Driving the news: Urban cycling took off during the height of the COVID-19 pandemic largely because people were looking for ways to get around or exercise without potentially exposing themselves to infection.
- Urban bike share programs, like Citi Bike (New York), Capital Bikeshare (Washington, D.C.) and Divvy (Chicago), exploded in popularity during the pandemic, making two-wheelers easier to access.
- And many cities have been steadily improving their cycling infrastructure, though many are also dealing with a surge in e-bikes, which don't always mesh well with lanes meant for traditional bikes.
Zoom in: When it comes to growth in bike use, the New York City area is king, with 43 more trips per 1,000 people in 2022 compared to 2019.
- That's likely at least in part because of a boom in "deliveristas," who crisscross the city with hungry denizens' Grubhub and Uber Eats orders.
- Portland, Oregon, was one of the few big cities where cycling activity decreased, if only slightly (down four trips per 1,000 people).
- That may seem surprising given the city's longstanding bike culture — but it had less room to grow compared to other cities with a smaller cycling scene.
Reality check: Nationwide growth in bike activity flatlined between 2021-2022, at around 9 million total daily trips on average.

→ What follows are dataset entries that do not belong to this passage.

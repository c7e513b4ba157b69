//! Credential acquisition for Skyboard.
//!
//! The dashboard only ever asks for "a valid bearer token for this audience".
//! Interactive sign-in happens elsewhere; this crate hands out tokens it already
//! has, refreshing them when a refresh token is available.

pub mod credential;
pub mod error;
pub mod refresh;
pub mod storage;

pub use credential::{CredentialSource, StaticCredential};
pub use error::AuthError;
pub use refresh::{RefreshConfig, RefreshingCredentialSource};
pub use storage::{TokenSet, TokenStore};
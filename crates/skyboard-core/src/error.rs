//! Centralized error types for Skyboard.
//!
//! This module provides a typed error hierarchy that:
//! - Enables precise error handling throughout the codebase
//! - Provides user-friendly messages suitable for UI display
//! - Preserves full error context for debugging/logging

use thiserror::Error;

/// Top-level application error type.
///
/// Crate-level errors (credential, fetch) are mapped into this type by the UI
/// crate. Use `user_message()` for display and `kind()` for log tagging.
#[derive(Debug, Error)]
pub enum AppError {
    #[error("Network error: {0}")]
    Network(#[from] NetworkError),

    #[error("Configuration error: {0}")]
    Config(#[from] ConfigError),

    #[error("Authentication error: {0}")]
    Auth(#[from] AuthError),

    #[error("Weather service error: {0}")]
    Weather(#[from] WeatherError),
}

impl AppError {
    /// Returns a user-friendly message suitable for display in the UI.
    pub fn user_message(&self) -> &'static str {
        match self {
            AppError::Network(e) => e.user_message(),
            AppError::Config(e) => e.user_message(),
            AppError::Auth(e) => e.user_message(),
            AppError::Weather(e) => e.user_message(),
        }
    }

    /// Short stable tag for structured logs.
    pub fn kind(&self) -> &'static str {
        match self {
            AppError::Network(_) => "network",
            AppError::Config(_) => "config",
            AppError::Auth(_) => "auth",
            AppError::Weather(_) => "weather",
        }
    }
}

/// Network-related errors (HTTP, connectivity).
#[derive(Debug, Error)]
pub enum NetworkError {
    #[error("Connection failed: {0}")]
    ConnectionFailed(String),

    #[error("Request timed out")]
    Timeout,

    #[error("Server error: {status} - {message}")]
    ServerError { status: u16, message: String },

    #[error("Invalid response: {0}")]
    InvalidResponse(String),
}

impl NetworkError {
    pub fn user_message(&self) -> &'static str {
        match self {
            NetworkError::ConnectionFailed(_) => {
                "Unable to connect. Check your internet connection."
            }
            NetworkError::Timeout => "The request timed out. Please try again.",
            NetworkError::ServerError { status, .. } if *status >= 500 => {
                "The server is experiencing issues. Please try again later."
            }
            NetworkError::ServerError { .. } => "The request failed. Please try again.",
            NetworkError::InvalidResponse(_) => {
                "Received an unexpected response. Please try again."
            }
        }
    }
}

/// Configuration errors.
#[derive(Debug, Error)]
pub enum ConfigError {
    #[error("Configuration directory not found: {0}")]
    NotFound(String),

    #[error("Invalid configuration: {0}")]
    Invalid(String),

    #[error("Configuration parse error: {0}")]
    ParseError(String),

    #[error("Configuration file error: {0}")]
    Io(String),
}

impl ConfigError {
    pub fn user_message(&self) -> &'static str {
        match self {
            ConfigError::NotFound(_) => "No configuration directory is available.",
            ConfigError::Invalid(_) => "Invalid configuration. Check your settings.",
            ConfigError::ParseError(_) => "Configuration file is malformed. Check your settings.",
            ConfigError::Io(_) => "The configuration file could not be read or written.",
        }
    }
}

/// Credential errors as seen by the application layer.
#[derive(Debug, Error)]
pub enum AuthError {
    #[error("Not signed in")]
    NotSignedIn,

    #[error("Session expired")]
    SessionExpired,

    #[error("Identity provider unreachable: {0}")]
    ProviderUnreachable(String),

    #[error("Token storage error: {0}")]
    StorageError(String),
}

impl AuthError {
    pub fn user_message(&self) -> &'static str {
        match self {
            AuthError::NotSignedIn => "Not signed in. Please sign in.",
            AuthError::SessionExpired => "Your session has expired. Please sign in again.",
            AuthError::ProviderUnreachable(_) => {
                "Unable to reach the sign-in service. Please try again later."
            }
            AuthError::StorageError(_) => "Failed to read saved credentials. Please sign in again.",
        }
    }
}

/// Weather API errors.
#[derive(Debug, Error)]
pub enum WeatherError {
    #[error("Weather API rejected the credential")]
    Unauthorized,

    #[error("City not found: {0}")]
    CityNotFound(String),

    #[error("Malformed weather payload: {0}")]
    InvalidPayload(String),
}

impl WeatherError {
    pub fn user_message(&self) -> &'static str {
        match self {
            WeatherError::Unauthorized => "Weather access was denied. Please sign in again.",
            WeatherError::CityNotFound(_) => "City not found.",
            WeatherError::InvalidPayload(_) => "Weather data could not be read. Please try again.",
        }
    }
}

/// Extension trait for converting reqwest errors to our error types.
pub trait ReqwestErrorExt {
    fn into_network_error(self) -> NetworkError;
}

impl ReqwestErrorExt for reqwest::Error {
    fn into_network_error(self) -> NetworkError {
        if self.is_timeout() {
            NetworkError::Timeout
        } else if self.is_connect() {
            NetworkError::ConnectionFailed(self.to_string())
        } else if self.is_decode() {
            NetworkError::InvalidResponse(self.to_string())
        } else if let Some(status) = self.status() {
            NetworkError::ServerError {
                status: status.as_u16(),
                message: self.to_string(),
            }
        } else {
            NetworkError::ConnectionFailed(self.to_string())
        }
    }
}
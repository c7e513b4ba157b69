//! Weather backend: async fetch of the weather collection.
//! All network work runs off the UI thread; results sent via mpsc.

use std::sync::mpsc::Sender;
use std::sync::Arc;

use skyboard_weather::{FetchError, WeatherRecord, WeatherSource};
use tokio::runtime::Handle;
use tokio_util::sync::CancellationToken;

/// Identifies one dispatched fetch. A result is only applied if its ticket
/// still matches the controller's current one.
///
/// `session` is unique per controller for the life of the process and ties a
/// result to the controller that dispatched it, independent of which channel
/// carried it. `attempt` counts dispatches within that controller.
#[derive(Debug, Clone, Copy, PartialEq, Eq)]
pub struct FetchTicket {
    pub session: u64,
    pub attempt: u64,
}

/// Messages sent from async operations back to the UI thread
#[derive(Debug)]
pub enum WeatherServiceMessage {
    /// Result of fetching the weather collection
    FetchDone {
        ticket: FetchTicket,
        result: Result<Vec<WeatherRecord>, FetchError>,
    },
}

/// Request to fetch the weather collection asynchronously.
/// Sends `FetchDone` on the channel when complete; sends nothing if `cancel`
/// fires first.
pub fn request_fetch<S: WeatherSource + 'static>(
    tx: &Sender<WeatherServiceMessage>,
    runtime: &Handle,
    source: Arc<S>,
    audience: String,
    ticket: FetchTicket,
    cancel: CancellationToken,
) {
    let tx = tx.clone();

    runtime.spawn(async move {
        let result = tokio::select! {
            _ = cancel.cancelled() => {
                tracing::debug!(?ticket, "Weather fetch cancelled");
                return;
            }
            result = source.fetch(&audience) => result,
        };

        if tx
            .send(WeatherServiceMessage::FetchDone { ticket, result })
            .is_err()
        {
            tracing::debug!(?ticket, "Weather fetch finished after receiver was dropped");
        }
    });
}
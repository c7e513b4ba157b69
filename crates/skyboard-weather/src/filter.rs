use crate::types::WeatherRecord;

/// Records whose city name contains `term`, ignoring case, in original order.
///
/// An empty term keeps everything.
pub fn filter_records<'a>(records: &'a [WeatherRecord], term: &str) -> Vec<&'a WeatherRecord> {
    if term.is_empty() {
        return records.iter().collect();
    }

    let needle = term.to_lowercase();
    records
        .iter()
        .filter(|r| r.city_name.to_lowercase().contains(&needle))
        .collect()
}

#[cfg(test)]
mod tests {
    use super::*;
    use crate::types::Condition;

    fn record(code: &str, name: &str) -> WeatherRecord {
        WeatherRecord {
            city_code: code.to_string(),
            city_name: name.to_string(),
            condition: Condition::Clear,
            temperature: 20.0,
            temp_min: 18.0,
            temp_max: 22.0,
            description: "clear sky".to_string(),
            pressure: 1013,
            humidity: 50,
            visibility: 10.0,
            wind_speed: 2.0,
            wind_degree: 90,
            sunrise: 0,
            sunset: 0,
        }
    }

    fn sample() -> Vec<WeatherRecord> {
        vec![
            record("1248991", "Colombo"),
            record("1850147", "Tokyo"),
            record("2643743", "London"),
            record("2988507", "Paris"),
            record("3413829", "Reykjavik"),
            record("2147714", "Sydney"),
            record("1273294", "Delhi"),
            record("5128581", "New York"),
        ]
    }

    fn codes(records: &[&WeatherRecord]) -> Vec<String> {
        records.iter().map(|r| r.city_code.clone()).collect()
    }

    #[test]
    fn test_empty_term_is_identity() {
        let records = sample();
        let filtered = filter_records(&records, "");
        assert_eq!(filtered.len(), records.len());
        assert!(filtered.iter().zip(records.iter()).all(|(a, b)| *a == b));
    }

    #[test]
    fn test_case_insensitive_substring() {
        let records = sample();
        assert_eq!(codes(&filter_records(&records, "colo")), vec!["1248991"]);
        assert_eq!(codes(&filter_records(&records, "COLO")), vec!["1248991"]);
        assert_eq!(codes(&filter_records(&records, "y")), vec!["1850147", "3413829", "2147714", "5128581"]);
        assert_eq!(codes(&filter_records(&records, "new y")), vec!["5128581"]);
    }

    #[test]
    fn test_no_match_is_empty() {
        let records = sample();
        assert!(filter_records(&records, "xyz").is_empty());
    }

    #[test]
    fn test_preserves_order_and_membership() {
        let records = sample();
        for term in ["o", "on", "D", "is", "k", "zz", " "] {
            let filtered = filter_records(&records, term);
            let expected: Vec<&WeatherRecord> = records
                .iter()
                .filter(|r| r.city_name.to_lowercase().contains(&term.to_lowercase()))
                .collect();
            assert_eq!(codes(&filtered), codes(&expected), "term {:?}", term);
        }
    }

    #[test]
    fn test_idempotent() {
        let records = sample();
        for term in ["o", "LON", "", "y"] {
            let once: Vec<WeatherRecord> =
                filter_records(&records, term).into_iter().cloned().collect();
            let twice: Vec<WeatherRecord> =
                filter_records(&once, term).into_iter().cloned().collect();
            assert_eq!(once, twice, "term {:?}", term);
        }
    }
}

- Still, even simply holding steady as a post-pandemic normality sets in is a win for bike advocates — and a sign that the COVID bike boom is likely here to stay.
The bottom line: "The flatline in 2022 is a warning that continued investment in safety-focused active transportation infrastructure — especially to support community connectivity, in addition to recreational access — will be critical to re-animating growth," per StreetLight's report.